What I found from my numerous searches can only be described as a mine-field of information. My initial question had been more than answered (Google returned about 489,000,000 results in 0.23 seconds) and had quickly developed into ‘Where on earth do I start?’ I narrowed this down to two options:

Ofsted’s ‘Inspecting e-safety in schools: Briefing for section 5 inspection’.

360°safe: An award winning e-safety self-review tool

I chose the first of the two to begin my trek through the e-safety minefield and was immediately impressed with Ofsted’s 3 C’s – easy to stick in the minds of children and teachers alike.

E-Safety is about: Content, Contact, and Conduct. And thus the first e-safety posters for our whole school environment formed in my mind.

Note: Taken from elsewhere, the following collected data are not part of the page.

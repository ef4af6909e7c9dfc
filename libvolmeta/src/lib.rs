//! # libvolmeta, volume metadata for PersistentVolumeClaims
//!
//! `libvolmeta` answers three questions about a workload's storage claim:
//! is it block mode, does it allow shared (`ReadWriteMany`) access, and, if
//! its bound volume is a host-path volume, which node path backs it. Every
//! question can be asked against a locally synchronized snapshot (an
//! informer-style keyed store) or against the live API server, and both give
//! the same answer for the same cluster state.
//!
//! Claims and volumes are the `k8s-openapi` core/v1 types. The crate follows
//! the RK8s conventions: Tokio for the async API path, `tracing` for
//! observability, `thiserror` for structured errors.
//!
//! ## Module overview
//!
//! | Module | Purpose |
//! |---|---|
//! | [`types`] | Store keys, [`CachedObject`], [`VolumeMode`], query results. |
//! | [`error`] | [`VolumeMetaError`] enum covering all failure modes. |
//! | [`config`] | [`ResolverConfig`], read from the environment. |
//! | [`store`] | [`ObjectStore`] trait, [`SnapshotStore`], reflector stores. |
//! | [`client`] | [`ClusterClient`] trait, implemented for `kube::Client`. |
//! | [`predicate`] | Pure block / shared / bound / host-path derivations. |
//! | [`pipeline`] | Staged host-path resolution ([`Step`]). |
//! | [`resolver`] | The public queries. |

pub mod client;
pub mod config;
pub mod error;
pub mod pipeline;
pub mod predicate;
pub mod resolver;
pub mod store;
pub mod types;

#[cfg(test)]
mod testutil;

// Re-export the most commonly used items at crate root for convenience.
pub use client::ClusterClient;
pub use config::{RESOLVER_CONFIG, ResolverConfig};
pub use error::VolumeMetaError;
pub use pipeline::Step;
pub use predicate::{is_pvc_block, is_pvc_shared, volume_mode};
pub use resolver::*;
pub use store::{ObjectStore, SnapshotStore, get_typed};
pub use types::*;
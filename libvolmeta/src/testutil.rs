//! Fixtures shared by the unit tests.

use std::sync::atomic::{AtomicUsize, Ordering};
use std::time::Duration;

use async_trait::async_trait;
use dashmap::DashMap;
use k8s_openapi::api::core::v1::{
    HostPathVolumeSource, NFSVolumeSource, PersistentVolume, PersistentVolumeClaim,
    PersistentVolumeClaimSpec, PersistentVolumeClaimStatus, PersistentVolumeSpec,
};
use k8s_openapi::apimachinery::pkg::apis::meta::v1::ObjectMeta;

use crate::client::ClusterClient;
use crate::error::VolumeMetaError;
use crate::store::ObjectStore;
use crate::types::{CachedObject, claim_key};

fn claim(namespace: &str, name: &str, spec: PersistentVolumeClaimSpec) -> PersistentVolumeClaim {
    PersistentVolumeClaim {
        metadata: ObjectMeta {
            name: Some(name.to_owned()),
            namespace: Some(namespace.to_owned()),
            ..Default::default()
        },
        spec: Some(spec),
        ..Default::default()
    }
}

pub(crate) fn claim_with_mode(
    namespace: &str,
    name: &str,
    mode: Option<&str>,
) -> PersistentVolumeClaim {
    claim(
        namespace,
        name,
        PersistentVolumeClaimSpec {
            volume_mode: mode.map(str::to_owned),
            ..Default::default()
        },
    )
}

pub(crate) fn claim_with_access_modes(
    namespace: &str,
    name: &str,
    modes: &[&str],
) -> PersistentVolumeClaim {
    claim(
        namespace,
        name,
        PersistentVolumeClaimSpec {
            access_modes: Some(modes.iter().map(|m| (*m).to_owned()).collect()),
            ..Default::default()
        },
    )
}

pub(crate) fn bound_claim(namespace: &str, name: &str, volume: &str) -> PersistentVolumeClaim {
    let mut claim = claim(
        namespace,
        name,
        PersistentVolumeClaimSpec {
            volume_name: Some(volume.to_owned()),
            ..Default::default()
        },
    );
    claim.status = Some(PersistentVolumeClaimStatus {
        phase: Some("Bound".to_owned()),
        ..Default::default()
    });
    claim
}

pub(crate) fn pending_claim(namespace: &str, name: &str) -> PersistentVolumeClaim {
    let mut claim = claim(namespace, name, PersistentVolumeClaimSpec::default());
    claim.status = Some(PersistentVolumeClaimStatus {
        phase: Some("Pending".to_owned()),
        ..Default::default()
    });
    claim
}

fn volume(name: &str, spec: PersistentVolumeSpec) -> PersistentVolume {
    PersistentVolume {
        metadata: ObjectMeta {
            name: Some(name.to_owned()),
            ..Default::default()
        },
        spec: Some(spec),
        ..Default::default()
    }
}

pub(crate) fn host_path_volume(name: &str, path: &str) -> PersistentVolume {
    volume(
        name,
        PersistentVolumeSpec {
            host_path: Some(HostPathVolumeSource {
                path: path.to_owned(),
                type_: None,
            }),
            ..Default::default()
        },
    )
}

pub(crate) fn nfs_volume(name: &str) -> PersistentVolume {
    volume(
        name,
        PersistentVolumeSpec {
            nfs: Some(NFSVolumeSource {
                server: "nfs.example".to_owned(),
                path: "/exports/data".to_owned(),
                read_only: None,
            }),
            ..Default::default()
        },
    )
}

/// A store whose every lookup fails.
pub(crate) struct FailingStore;

impl ObjectStore for FailingStore {
    fn get_by_key(&self, _key: &str) -> Result<Option<CachedObject>, VolumeMetaError> {
        Err(VolumeMetaError::store("informer not synced"))
    }
}

/// Wraps a store and counts lookups.
pub(crate) struct CountingStore<S> {
    inner: S,
    pub(crate) lookups: AtomicUsize,
}

impl<S> CountingStore<S> {
    pub(crate) fn new(inner: S) -> Self {
        Self {
            inner,
            lookups: AtomicUsize::new(0),
        }
    }
}

impl<S: ObjectStore> ObjectStore for CountingStore<S> {
    fn get_by_key(&self, key: &str) -> Result<Option<CachedObject>, VolumeMetaError> {
        self.lookups.fetch_add(1, Ordering::SeqCst);
        self.inner.get_by_key(key)
    }
}

/// In-memory stand-in for the API server.
#[derive(Default)]
pub(crate) struct FakeCluster {
    claims: DashMap<String, PersistentVolumeClaim>,
    volumes: DashMap<String, PersistentVolume>,
    failure: Option<VolumeMetaError>,
    delay: Option<Duration>,
    volume_failure: Option<VolumeMetaError>,
    volume_delay: Option<Duration>,
    pub(crate) volume_gets: AtomicUsize,
}

impl FakeCluster {
    pub(crate) fn failing(err: VolumeMetaError) -> Self {
        Self {
            failure: Some(err),
            ..Default::default()
        }
    }

    pub(crate) fn with_delay(mut self, delay: Duration) -> Self {
        self.delay = Some(delay);
        self
    }

    /// Fail only volume fetches; claim fetches still succeed.
    pub(crate) fn with_failing_volumes(mut self, err: VolumeMetaError) -> Self {
        self.volume_failure = Some(err);
        self
    }

    /// Delay only volume fetches.
    pub(crate) fn with_volume_delay(mut self, delay: Duration) -> Self {
        self.volume_delay = Some(delay);
        self
    }

    pub(crate) fn add_claim(&self, claim: PersistentVolumeClaim) {
        let key = claim_key(
            claim.metadata.namespace.as_deref().unwrap_or_default(),
            claim.metadata.name.as_deref().unwrap_or_default(),
        );
        self.claims.insert(key, claim);
    }

    pub(crate) fn add_volume(&self, volume: PersistentVolume) {
        let name = volume.metadata.name.clone().unwrap_or_default();
        self.volumes.insert(name, volume);
    }

    async fn respond<T>(
        delay: Option<Duration>,
        failure: Option<&VolumeMetaError>,
        found: Option<T>,
    ) -> Result<Option<T>, VolumeMetaError> {
        if let Some(delay) = delay {
            tokio::time::sleep(delay).await;
        }
        match failure {
            Some(err) => Err(err.clone()),
            None => Ok(found),
        }
    }
}

#[async_trait]
impl ClusterClient for FakeCluster {
    async fn get_claim(
        &self,
        namespace: &str,
        name: &str,
    ) -> Result<Option<PersistentVolumeClaim>, VolumeMetaError> {
        let found = self
            .claims
            .get(&claim_key(namespace, name))
            .map(|entry| entry.value().clone());
        Self::respond(self.delay, self.failure.as_ref(), found).await
    }

    async fn get_volume(&self, name: &str) -> Result<Option<PersistentVolume>, VolumeMetaError> {
        self.volume_gets.fetch_add(1, Ordering::SeqCst);
        let found = self.volumes.get(name).map(|entry| entry.value().clone());
        let delay = self.delay.or(self.volume_delay);
        let failure = self.failure.as_ref().or(self.volume_failure.as_ref());
        Self::respond(delay, failure, found).await
    }
}
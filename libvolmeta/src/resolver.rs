//! Public volume metadata queries.
//!
//! Every query locates a claim, checks its kind and derives an answer. The
//! store variants read a local snapshot; the client variants go to the API
//! server under the configured deadline. Both give the same answers for the
//! same cluster state.
//!
//! How absence is treated differs per query:
//!
//! | Query | Claim missing | Volume missing |
//! |---|---|---|
//! | [`pvc_block_from_store`] / [`pvc_block_from_client`] | `Ok(None)` | n/a |
//! | [`shared_pvc_from_store`] / [`shared_pvc_from_client`] | `ClaimNotFound` | n/a |
//! | [`pvc_host_path_from_store`] / [`pvc_host_path_from_client`] | `ClaimNotFound` | `VolumeNotFound` |
//!
//! An object of the wrong kind in a store is always
//! [`VolumeMetaError::TypeMismatch`].

use std::sync::Arc;

use k8s_openapi::api::core::v1::PersistentVolumeClaim;
use tracing::{debug, instrument, warn};

use crate::client::{ClusterClient, fetch_claim, fetch_volume};
use crate::error::VolumeMetaError;
use crate::pipeline::{self, Step};
use crate::predicate::{is_pvc_block, is_pvc_shared};
use crate::store::{ObjectStore, get_typed};
use crate::types::{BlockClaim, SharedClaim, claim_key};

fn warn_on_mismatch(err: &VolumeMetaError) {
    if let VolumeMetaError::TypeMismatch {
        key,
        expected,
        found,
    } = err
    {
        warn!(%key, %expected, %found, "store returned an object of the wrong kind");
    }
}

/// Look up a claim in the snapshot store and report whether it is block mode.
///
/// Returns `Ok(None)` when the store has no entry for `namespace/claim_name`.
#[instrument(skip(store))]
pub fn pvc_block_from_store<S: ObjectStore + ?Sized>(
    store: &S,
    namespace: &str,
    claim_name: &str,
) -> Result<Option<BlockClaim>, VolumeMetaError> {
    let key = claim_key(namespace, claim_name);
    let found =
        get_typed::<PersistentVolumeClaim, _>(store, &key).inspect_err(warn_on_mismatch)?;
    let Some(claim) = found else {
        debug!(%key, "claim not in store");
        return Ok(None);
    };
    Ok(Some(BlockClaim {
        is_block: is_pvc_block(&claim),
        claim,
    }))
}

/// Fetch a claim from the API server and report whether it is block mode.
///
/// NotFound is `Ok(None)`; any other failure is returned unchanged.
#[instrument(skip(client))]
pub async fn pvc_block_from_client<C: ClusterClient + ?Sized>(
    client: &C,
    namespace: &str,
    claim_name: &str,
) -> Result<Option<BlockClaim>, VolumeMetaError> {
    let Some(claim) = fetch_claim(client, namespace, claim_name).await? else {
        debug!("claim not found on api server");
        return Ok(None);
    };
    let claim = Arc::new(claim);
    Ok(Some(BlockClaim {
        is_block: is_pvc_block(&claim),
        claim,
    }))
}

/// Look up a claim in the snapshot store and report whether it allows
/// `ReadWriteMany`.
///
/// A missing claim is [`VolumeMetaError::ClaimNotFound`].
#[instrument(skip(store))]
pub fn shared_pvc_from_store<S: ObjectStore + ?Sized>(
    store: &S,
    namespace: &str,
    claim_name: &str,
) -> Result<SharedClaim, VolumeMetaError> {
    let key = claim_key(namespace, claim_name);
    let claim = get_typed::<PersistentVolumeClaim, _>(store, &key)
        .inspect_err(warn_on_mismatch)?
        .ok_or(VolumeMetaError::ClaimNotFound(key))?;
    Ok(SharedClaim {
        is_shared: is_pvc_shared(&claim),
        claim,
    })
}

/// Fetch a claim from the API server and report whether it allows
/// `ReadWriteMany`.
///
/// Unlike [`pvc_block_from_client`], NotFound is an error here
/// ([`VolumeMetaError::ClaimNotFound`]).
#[instrument(skip(client))]
pub async fn shared_pvc_from_client<C: ClusterClient + ?Sized>(
    client: &C,
    namespace: &str,
    claim_name: &str,
) -> Result<SharedClaim, VolumeMetaError> {
    let claim = fetch_claim(client, namespace, claim_name)
        .await?
        .ok_or_else(|| VolumeMetaError::ClaimNotFound(claim_key(namespace, claim_name)))?;
    let claim = Arc::new(claim);
    Ok(SharedClaim {
        is_shared: is_pvc_shared(&claim),
        claim,
    })
}

/// Resolve the node path behind a claim whose volume is host-path backed.
///
/// Returns `Ok(None)` when the claim is not bound yet or its volume uses any
/// other source. A missing claim or bound volume is an error: by then the
/// caller expects them to exist.
#[instrument(skip(claim_store, volume_store))]
pub fn pvc_host_path_from_store<C, V>(
    claim_store: &C,
    volume_store: &V,
    namespace: &str,
    claim_name: &str,
) -> Result<Option<String>, VolumeMetaError>
where
    C: ObjectStore + ?Sized,
    V: ObjectStore + ?Sized,
{
    pipeline::locate_claim(claim_store, namespace, claim_name)
        .and_then(|claim| pipeline::bound_volume(&claim))
        .and_then(|volume_name| pipeline::locate_volume(volume_store, &volume_name))
        .and_then(|volume| pipeline::host_path(&volume))
        .into_result()
        .inspect_err(warn_on_mismatch)
}

/// API-server counterpart of [`pvc_host_path_from_store`], with the same
/// empty and failure semantics.
#[instrument(skip(client))]
pub async fn pvc_host_path_from_client<C: ClusterClient + ?Sized>(
    client: &C,
    namespace: &str,
    claim_name: &str,
) -> Result<Option<String>, VolumeMetaError> {
    // API responses are already typed, so no TypeMismatch can surface here.
    let claim = fetch_claim(client, namespace, claim_name).await;
    Step::required(claim, || {
        VolumeMetaError::ClaimNotFound(claim_key(namespace, claim_name))
    })
    .and_then(|claim| pipeline::bound_volume(&claim))
    .and_then_async(|volume_name| async move {
        let volume = fetch_volume(client, &volume_name).await;
        Step::required(volume, || VolumeMetaError::VolumeNotFound(volume_name))
    })
    .await
    .and_then(|volume| pipeline::host_path(&volume))
    .into_result()
}
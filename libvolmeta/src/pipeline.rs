//! Host-path resolution as an explicit staged pipeline.
//!
//! Each stage yields a [`Step`]: carry a value on to the next stage, stop
//! with an empty answer, or stop with an error. The stages are:
//!
//! 1. [`locate_claim`]: claim must exist and be a claim.
//! 2. [`bound_volume`]: claim must be `Bound` to a named volume, else empty.
//! 3. [`locate_volume`]: volume must exist and be a volume.
//! 4. [`host_path`]: volume must be host-path backed, else empty.

use std::future::Future;
use std::sync::Arc;

use k8s_openapi::api::core::v1::{PersistentVolume, PersistentVolumeClaim};
use tracing::debug;

use crate::error::VolumeMetaError;
use crate::predicate;
use crate::store::{ObjectStore, get_typed};
use crate::types::{claim_key, volume_key};

/// Outcome of a single pipeline stage.
#[derive(Debug)]
pub enum Step<T> {
    /// Hand `T` to the next stage.
    Continue(T),
    /// Stop; the answer is empty.
    Empty,
    /// Stop with an error.
    Fail(VolumeMetaError),
}

impl<T> Step<T> {
    /// Lift a lookup result where absence is a hard failure.
    pub fn required(
        found: Result<Option<T>, VolumeMetaError>,
        missing: impl FnOnce() -> VolumeMetaError,
    ) -> Self {
        match found {
            Ok(Some(value)) => Self::Continue(value),
            Ok(None) => Self::Fail(missing()),
            Err(e) => Self::Fail(e),
        }
    }

    /// Run the next stage if this one continued.
    pub fn and_then<U>(self, next: impl FnOnce(T) -> Step<U>) -> Step<U> {
        match self {
            Self::Continue(value) => next(value),
            Self::Empty => Step::Empty,
            Self::Fail(e) => Step::Fail(e),
        }
    }

    /// Async counterpart of [`Step::and_then`].
    pub async fn and_then_async<U, F, Fut>(self, next: F) -> Step<U>
    where
        F: FnOnce(T) -> Fut,
        Fut: Future<Output = Step<U>>,
    {
        match self {
            Self::Continue(value) => next(value).await,
            Self::Empty => Step::Empty,
            Self::Fail(e) => Step::Fail(e),
        }
    }

    /// Collapse into the public result shape.
    pub fn into_result(self) -> Result<Option<T>, VolumeMetaError> {
        match self {
            Self::Continue(value) => Ok(Some(value)),
            Self::Empty => Ok(None),
            Self::Fail(e) => Err(e),
        }
    }
}

/// Stage 1: the claim must be present in `store` under `namespace/name`.
pub fn locate_claim<S: ObjectStore + ?Sized>(
    store: &S,
    namespace: &str,
    name: &str,
) -> Step<Arc<PersistentVolumeClaim>> {
    let key = claim_key(namespace, name);
    let found = get_typed::<PersistentVolumeClaim, _>(store, &key);
    Step::required(found, || VolumeMetaError::ClaimNotFound(key))
}

/// Stage 2: continue with the bound volume name, or stop empty while the
/// claim is unbound or pending.
pub fn bound_volume(claim: &PersistentVolumeClaim) -> Step<String> {
    match predicate::bound_volume_name(claim) {
        Some(name) => Step::Continue(name.to_owned()),
        None => {
            debug!("claim not bound to a volume yet");
            Step::Empty
        }
    }
}

/// Stage 3: the bound volume must be present in `store` under its name.
pub fn locate_volume<S: ObjectStore + ?Sized>(
    store: &S,
    name: &str,
) -> Step<Arc<PersistentVolume>> {
    let found = get_typed::<PersistentVolume, _>(store, &volume_key(name));
    Step::required(found, || VolumeMetaError::VolumeNotFound(name.to_owned()))
}

/// Stage 4: the node path for host-path volumes, empty for anything else.
pub fn host_path(volume: &PersistentVolume) -> Step<String> {
    match predicate::host_path(volume) {
        Some(path) => Step::Continue(path.to_owned()),
        None => {
            debug!("volume is not host-path backed");
            Step::Empty
        }
    }
}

My jovial mindset quickly changed as I read Ofsted’s inadequate practice section (There is no progressive, planned e-safety education across the curriculum, for example there is only an assembly held annually), because my last e-safety lesson had been on Internet Safety Day 2013. My new role had suddenly taken on mammoth proportions, and it was at this point that the 360°safe website became my e-safety bible (I cannot recommend it highly enough).

After registering with 360° I quickly headed to the review tool, and began, with increasing excitement, to truthfully answer the questions as to where my school was at with e-safety. It is a graded system from 1 – 5 with 1 being best practice and 5 being most room for improvement. After flying through the four sub-headings of education, infrastructure, policy & leadership and standards & inspection I was relieved to see that we came out as an overall 4 (each individual aspect, there are 28, are graded).

With plenty of room for improvement, I was pleased to find out that we had 2 e-safety certificates from 360° waiting to be downloaded and the most detailed action plan (I didn’t even have to write it) waiting to be downloaded and saved.

From stepping out of the head’s office less than 3 weeks ago, to panicking about Ofsted’s inadequate practice list, to discovering the 360°safe website I have come to realise not just the magnitude, but the vital importance of keeping all of the children in our care as safe as possible on line and more importantly than that, I have a clear plan of action to develop a whole school curriculum for e-safety in our school and it is the children who will drive it. For it is they who return home and take themselves anywhere they like on the internet – via tablets, mobile phones, laptops, PCs, consoles – in an increasingly unfamiliar way to adults, through avenues such as Snapchat, Kick, BBM, and online headsets for PS3/Xbox to name but a few.